- EXTRACTED INFORMATION:
//! Types shared across services: timestamps, ids, status records, and the
//! fixed-size cryptographic identifiers.

use serde::{Deserialize, Serialize};

/// Milliseconds since the Unix epoch.
pub type Time = i64;
/// Seconds since the Unix epoch.
pub type UnixTime = i64;

string_id! {
    /// User id.
    Uid
}
string_id! {
    /// Key id.
    Kid
}
string_id! {
    /// Device id.
    DeviceId
}
string_id! {
    /// Signature id.
    SigId
}
string_id! {
    /// Team id.
    TeamId
}
string_id! {
    /// Either a user id or a team id; the charge target for quota.
    UserOrTeamId
}
string_id! {
    /// E.164-formatted phone number.
    PhoneNumber
}

fixed_bytes! {
    /// 32 bytes of key material.
    Bytes32, 32
}
fixed_bytes! {
    /// A boxed (encrypted) 32-byte secret: 32 bytes plus the box overhead.
    EncryptedBytes32, 48
}
fixed_bytes! {
    /// NaCl box nonce.
    BoxNonce, 24
}
fixed_bytes! {
    /// NaCl box public key.
    BoxPublicKey, 32
}
fixed_bytes! {
    /// Ed25519 public key.
    Ed25519PublicKey, 32
}
fixed_bytes! {
    /// Ed25519 signature.
    Ed25519Signature, 64
}

/// A single key/value attachment on a [`Status`].
#[derive(Debug, Clone, Default, PartialEq, Eq, Serialize, Deserialize)]
pub struct StringKvPair {
    pub key: String,
    pub value: String,
}

/// Application-level status record carried by wire errors.
#[derive(Debug, Clone, Default, PartialEq, Eq, Serialize, Deserialize)]
pub struct Status {
    pub code: i32,
    pub name: String,
    pub desc: String,
    pub fields: Vec<StringKvPair>,
}

/// A user reference.
#[derive(Debug, Clone, Default, PartialEq, Eq, Serialize, Deserialize)]
pub struct User {
    pub uid: Uid,
    pub username: String,
}

/// A provisioned device.
#[derive(Debug, Clone, Default, PartialEq, Eq, Serialize, Deserialize)]
pub struct Device {
    #[serde(rename = "type")]
    pub device_type: String,
    pub name: String,
    #[serde(rename = "deviceID")]
    pub device_id: DeviceId,
    #[serde(rename = "cTime")]
    pub c_time: Time,
    #[serde(rename = "mTime")]
    pub m_time: Time,
    #[serde(rename = "encryptKey")]
    pub encrypt_key: Kid,
    #[serde(rename = "verifyKey")]
    pub verify_key: Kid,
    pub status: i32,
}

/// Identifies a stored block: content hash plus the quota charge target.
#[derive(Debug, Clone, Default, PartialEq, Eq, Serialize, Deserialize)]
pub struct BlockIdCombo {
    #[serde(rename = "blockHash")]
    pub block_hash: String,
    #[serde(rename = "chargedTo")]
    pub charged_to: UserOrTeamId,
}

/// Server challenge for session authentication.
#[derive(Debug, Clone, Default, PartialEq, Eq, Serialize, Deserialize)]
pub struct ChallengeInfo {
    pub now: i64,
    pub challenge: String,
}

/// Builds the decode error for a union whose discriminant names a case with
/// no payload present.
pub(crate) fn missing_case<E: serde::de::Error>(union: &str, case: &str) -> E {
    E::custom(format!("{union}: missing payload for case {case}"))
}

/// Byte buffers ride as msgpack bin, not arrays of integers.
pub(crate) mod serde_bytes_compat {
    use serde::de::{Error, Visitor};
    use serde::{Deserializer, Serializer};

    pub fn serialize<S: Serializer>(bytes: &[u8], s: S) -> Result<S::Ok, S::Error> {
        s.serialize_bytes(bytes)
    }

    pub fn deserialize<'de, D: Deserializer<'de>>(d: D) -> Result<Vec<u8>, D::Error> {
        struct BufVisitor;

        impl<'de> Visitor<'de> for BufVisitor {
            type Value = Vec<u8>;

            fn expecting(&self, f: &mut std::fmt::Formatter<'_>) -> std::fmt::Result {
                f.write_str("a byte buffer")
            }

            fn visit_bytes<E: Error>(self, v: &[u8]) -> Result<Self::Value, E> {
                Ok(v.to_vec())
            }

            fn visit_byte_buf<E: Error>(self, v: Vec<u8>) -> Result<Self::Value, E> {
                Ok(v)
            }

            fn visit_seq<A: serde::de::SeqAccess<'de>>(
                self,
                mut seq: A,
            ) -> Result<Self::Value, A::Error> {
                let mut out = Vec::new();
                while let Some(b) = seq.next_element::<u8>()? {
                    out.push(b);
                }
                Ok(out)
            }
        }

        d.deserialize_bytes(BufVisitor)
    }
}
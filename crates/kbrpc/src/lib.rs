//! Framed msgpack-RPC runtime.
//!
//! The wire protocol multiplexes calls by method name over a single byte
//! stream. Each message is a length-prefixed msgpack array; request
//! arguments ride as a one-element positional tuple. Servers register
//! [`Protocol`]s (a service name plus a method-name → handler table) in a
//! [`ProtocolRegistry`]; clients issue calls through the [`GenericClient`]
//! trait, implemented for real streams by [`RpcClient`].
#![forbid(unsafe_code)]
#![warn(missing_docs)]

/// Client side: the `GenericClient` transport trait and a stream-backed
/// implementation with response routing and timeouts.
pub mod client;
/// Per-call payload compression for `CallCompressed` packets.
pub mod compress;
/// Error types for codec, dispatch, and transport failures.
pub mod error;
/// Wire packet types and the length-framed msgpack codec.
pub mod packet;
/// Service registration and name-based method dispatch.
pub mod protocol;
/// Accept loop and per-connection serving.
pub mod server;

pub use client::{GenericClient, RpcClient};
pub use compress::CompressionType;
pub use error::RpcError;
pub use packet::Packet;
pub use protocol::{Protocol, ProtocolRegistry};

- WHAT TO DO: Pull out all lines from the entries above that include the word "payload".

- WRITTEN RESPONSE:
/// no payload present.
    E::custom(format!("{union}: missing payload for case {case}"))
/// Per-call payload compression for `CallCompressed` packets.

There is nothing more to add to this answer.